FCPA Compliance in China: An Oxymoron?
If your company does business in China, you need to conduct an anti-corruption audit. No ifs, ands or buts — and I am not one who would easily make this recommendation. But the picture in China is growing worse by the day.
If you follow the mounting number of disclosures, the pattern is unmistakable. Companies that operate in China are reporting more and more FCPA compliance concerns. Last year, at least one-third of all FCPA settlements involved violations in China. That percentage is growing and I would not be surprised to see the percentage reach fifty percent of all FCPA enforcement actions.
Some industries understand the risk and are taking precautionary steps — especially in the retail industry. Other industries, like high tech, are blindly assuming the enforcement bus will never hit them. The pharmaceutical and medical device industries are being hammered, one-by-one, with FCPA enforcement actions, and that trend is likely to continue.
Compliance in China is difficult but not impossible. Too often, I see companies entering the China market and either ignoring the issue or putting in place very weak compliance controls. If your company is already in China, you need to take immediate actions — in some cases, initiating an internal audit, an overall compliance review, or some affirmative action. If a company waits, or ignores these risks, you can bet they will find themselves behind the investigation and settlement eight ball.
China poses significant anti-corruption risks. These include:
1. State-owned enterprises: seventy percent of China’s wealth is owned by the government. I have experienced a number of situations where company employees learn for the first time when trained that the customers they were dealing with are affiliated with state-owned enterprises. In other cases, it is difficult for non-Chinese partners to determine whether or not a Chinese partner is state-owned or privately owned. In one case, three consulting firms hired to conduct due diligence were never able to determine whether or not an entity was a state-owned enterprise. State-owned enterprises typically are organized and operate with a business culture which reflects past practices in which gifts, bribes and other compensation was part of the day-to-day operations. The old “black” market of bribery continues to exist in many industries in which state-owned enterprises are now operating.
2. Gift-giving: FCPA practitioners have written reams of paper on the difficulties raised by China’s gift-giving culture. One specific area of risk that arises in every case is the use of “gift cards.” These are not your typical “Barnes & Noble” $25 gift cards which we give our kids for birthdays or holidays. Instead, these are gift cards which can range from $50 to $5,000, and even higher. It is a standard practice for sales staffs in China to provide gifts to clients, not just “moon cakes (which can cost a few hundred dollars) but expensive and lavish gift cards. In many cases, companies have no controls in place to address this issue.
3. Joint Ventures: Most companies enter the Chinese market either by acquiring a Chinese company and establishing it as a Chinese subsidiary, or joint venturing with a Chinese partner which is often a state-owned enterprise. The acquisition of a Chinese company which has no anti-corruption controls, and frequently has engaged in bribery raises serious risks of successor liability and requires that the acquiring company conduct a thorough due diligence and put in place aggressive anti-corruption compliance programs. If entering the market as a joint venture partner of a state-owned enterprise, controls are needed for interactions between the company and the state-owned enterprise as an internal matter, and a whole set of controls need to be implemented as part of the joint venture entity’s operations in the marketplace.

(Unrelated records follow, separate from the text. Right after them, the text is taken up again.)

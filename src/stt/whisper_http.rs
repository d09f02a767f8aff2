//! Recognizer backed by a streaming whisper HTTP server.
//!
//! Protocol, one stream per utterance:
//!
//! 1. `POST /stream/start {"stream_id"}`
//! 2. `POST /stream/audio {"stream_id", "audio": <base64 WAV>}` returns
//!    `{"text", "language"?, "error"?}`
//! 3. `POST /stream/end {"stream_id"}` releases server state
//!
//! A reply carrying `error` is a failure even when `text` is present (the
//! server echoes its previous partial result in that case).

use super::SpeechRecognizer;
use crate::audio::TransportFormat;
use crate::error::{HuddleError, Result};
use crate::pipeline::messages::Utterance;
use async_trait::async_trait;
use base64::Engine as _;
use serde::{Deserialize, Serialize};
use tracing::{debug, warn};

#[derive(Debug, Serialize)]
struct StreamRef<'a> {
    stream_id: &'a str,
}

#[derive(Debug, Serialize)]
struct AudioRequest<'a> {
    stream_id: &'a str,
    audio: String,
}

#[derive(Debug, Default, Deserialize)]
struct AudioResponse {
    #[serde(default)]
    text: String,
    #[serde(default)]
    language: Option<String>,
    #[serde(default)]
    error: Option<String>,
}

/// Whisper streaming-server client.
pub struct WhisperHttpRecognizer {
    client: reqwest::Client,
    base_url: String,
    format: TransportFormat,
}

impl WhisperHttpRecognizer {
    /// Create a client for the server at `base_url`.
    ///
    /// # Errors
    ///
    /// Returns [`HuddleError::Config`] if `base_url` is not an http(s) URL.
    pub fn new(base_url: &str, format: TransportFormat) -> Result<Self> {
        let trimmed = base_url.trim().trim_end_matches('/');
        if !(trimmed.starts_with("http://") || trimmed.starts_with("https://")) {
            return Err(HuddleError::Config(format!(
                "whisper base_url must be http(s): {base_url:?}"
            )));
        }
        Ok(Self {
            client: reqwest::Client::new(),
            base_url: trimmed.to_owned(),
            format,
        })
    }

    fn url(&self, path: &str) -> String {
        format!("{}{path}", self.base_url)
    }

    async fn post<T: Serialize + ?Sized>(&self, path: &str, body: &T) -> Result<reqwest::Response> {
        let response = self
            .client
            .post(self.url(path))
            .json(body)
            .send()
            .await
            .map_err(|e| HuddleError::Stt(format!("whisper request to {path} failed: {e}")))?;

        let status = response.status();
        if !status.is_success() {
            let body_text = response.text().await.unwrap_or_default();
            return Err(HuddleError::Stt(format!(
                "whisper {path} returned {status}: {}",
                body_text.chars().take(200).collect::<String>()
            )));
        }
        Ok(response)
    }

    async fn transcribe(&self, stream_id: &str, wav: &[u8]) -> Result<String> {
        self.post("/stream/start", &StreamRef { stream_id }).await?;

        let audio = base64::engine::general_purpose::STANDARD.encode(wav);
        let response = self
            .post("/stream/audio", &AudioRequest { stream_id, audio })
            .await?;
        let body: AudioResponse = response
            .json()
            .await
            .map_err(|e| HuddleError::Stt(format!("whisper response was not JSON: {e}")))?;

        if let Some(error) = body.error {
            return Err(HuddleError::Stt(format!("whisper: {error}")));
        }
        debug!(stream_id, language = ?body.language, "whisper transcript received");
        Ok(body.text.trim().to_owned())
    }
}

#[async_trait]
impl SpeechRecognizer for WhisperHttpRecognizer {
    fn name(&self) -> &str {
        "whisper-http"
    }

    async fn recognize(&self, utterance: &Utterance) -> Result<String> {
        let wav = self.format.to_wav(&utterance.pcm)?;
        let stream_id = format!("{}-{}-{}", utterance.call, utterance.user, uuid::Uuid::new_v4());

        let result = self.transcribe(&stream_id, &wav).await;

        if let Err(e) = self.post("/stream/end", &StreamRef { stream_id: &stream_id }).await {
            warn!(stream_id, error = %e, "failed to close whisper stream");
        }
        result
    }
}

#[cfg(test)]
mod tests {
    #![allow(clippy::unwrap_used, clippy::expect_used)]

    use super::*;
    use bytes::Bytes;
    use tokio::time::Instant;
    use base64::Engine as _;
    use wiremock::matchers::{method, path};
    use wiremock::{Mock, MockServer, ResponseTemplate};

    fn utterance() -> Utterance {
        let pcm: Vec<u8> = (0..960 * 2).flat_map(|_| 1000_i16.to_le_bytes()).collect();
        Utterance {
            call: "c1".into(),
            user: "u1".into(),
            pcm: Bytes::from(pcm),
            speech_frames: 1,
            finalized_at: Instant::now(),
        }
    }

    async fn mount_start_end(server: &MockServer) {
        Mock::given(method("POST"))
            .and(path("/stream/start"))
            .respond_with(
                ResponseTemplate::new(200).set_body_json(serde_json::json!({"status": "started"})),
            )
            .expect(1)
            .mount(server)
            .await;
        Mock::given(method("POST"))
            .and(path("/stream/end"))
            .respond_with(ResponseTemplate::new(200).set_body_json(serde_json::json!({"text": ""})))
            .expect(1)
            .mount(server)
            .await;
    }

    #[test]
    fn rejects_non_http_base_url() {
        assert!(WhisperHttpRecognizer::new("localhost:5001", TransportFormat::default()).is_err());
        assert!(WhisperHttpRecognizer::new("http://x/", TransportFormat::default()).is_ok());
    }

    #[tokio::test]
    async fn full_stream_roundtrip_returns_trimmed_text() {
        let server = MockServer::start().await;
        mount_start_end(&server).await;
        Mock::given(method("POST"))
            .and(path("/stream/audio"))
            .respond_with(ResponseTemplate::new(200).set_body_json(serde_json::json!({
                "text": "  hey huddle play jazz ",
                "language": "en",
                "stream_id": "ignored"
            })))
            .expect(1)
            .mount(&server)
            .await;

        let stt = WhisperHttpRecognizer::new(&server.uri(), TransportFormat::default()).unwrap();
        let text = stt.recognize(&utterance()).await.unwrap();
        assert_eq!(text, "hey huddle play jazz");
    }

    #[tokio::test]
    async fn error_field_is_failure_and_stream_still_closed() {
        let server = MockServer::start().await;
        mount_start_end(&server).await;
        Mock::given(method("POST"))
            .and(path("/stream/audio"))
            .respond_with(ResponseTemplate::new(200).set_body_json(serde_json::json!({
                "text": "stale partial",
                "error": "decoder crashed"
            })))
            .mount(&server)
            .await;

        let stt = WhisperHttpRecognizer::new(&server.uri(), TransportFormat::default()).unwrap();
        let err = stt.recognize(&utterance()).await.unwrap_err();
        assert!(err.to_string().contains("decoder crashed"));
    }

    #[tokio::test]
    async fn audio_is_sent_as_base64_wav() {
        let server = MockServer::start().await;
        mount_start_end(&server).await;
        Mock::given(method("POST"))
            .and(path("/stream/audio"))
            .respond_with(ResponseTemplate::new(200).set_body_json(serde_json::json!({"text": ""})))
            .mount(&server)
            .await;

        let stt = WhisperHttpRecognizer::new(&server.uri(), TransportFormat::default()).unwrap();
        assert_eq!(stt.recognize(&utterance()).await.unwrap(), "");

        let requests = server.received_requests().await.unwrap();
        let audio_req = requests
            .iter()
            .find(|r| r.url.path() == "/stream/audio")
            .unwrap();
        let body: serde_json::Value = serde_json::from_slice(&audio_req.body).unwrap();
        let wav = base64::engine::general_purpose::STANDARD
            .decode(body["audio"].as_str().unwrap())
            .unwrap();
        assert_eq!(&wav[..4], b"RIFF");
        assert!(body["stream_id"].as_str().unwrap().starts_with("c1-u1-"));
    }

    #[tokio::test]
    async fn http_error_status_is_failure() {
        let server = MockServer::start().await;
        Mock::given(method("POST"))
            .and(path("/stream/start"))
            .respond_with(ResponseTemplate::new(503))
            .mount(&server)
            .await;
        Mock::given(method("POST"))
            .and(path("/stream/end"))
            .respond_with(ResponseTemplate::new(200).set_body_json(serde_json::json!({"text": ""})))
            .mount(&server)
            .await;

        let stt = WhisperHttpRecognizer::new(&server.uri(), TransportFormat::default()).unwrap();
        let err = stt.recognize(&utterance()).await.unwrap_err();
        assert!(matches!(err, HuddleError::Stt(ref m) if m.contains("503")));
    }
}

4. Third Party Agents: The FCPA enforcement actions against the pharmaceutical and medical device industries have painted an incredible picture of corruption risks involving the use of third party agents in China. Agents connect to sub-agents and due diligence reviews and controls can create massive compliance challenges. Some companies never are able to get their arms around the network of sub-agents, and doing so may bring the business operations to a halt. Often there are trade offs which have to be made between business realities and corruption compliance. This reality raises the risks of operating in China.
While the picture is bleak, companies in China need to act and need to do so immediately. A proactive audit does not necessarily mean a voluntary disclosure. To the contrary, a proactive audit can help to target compliance focus, result in compliance modifications, and in the long run protect the company from a serious enforcement action.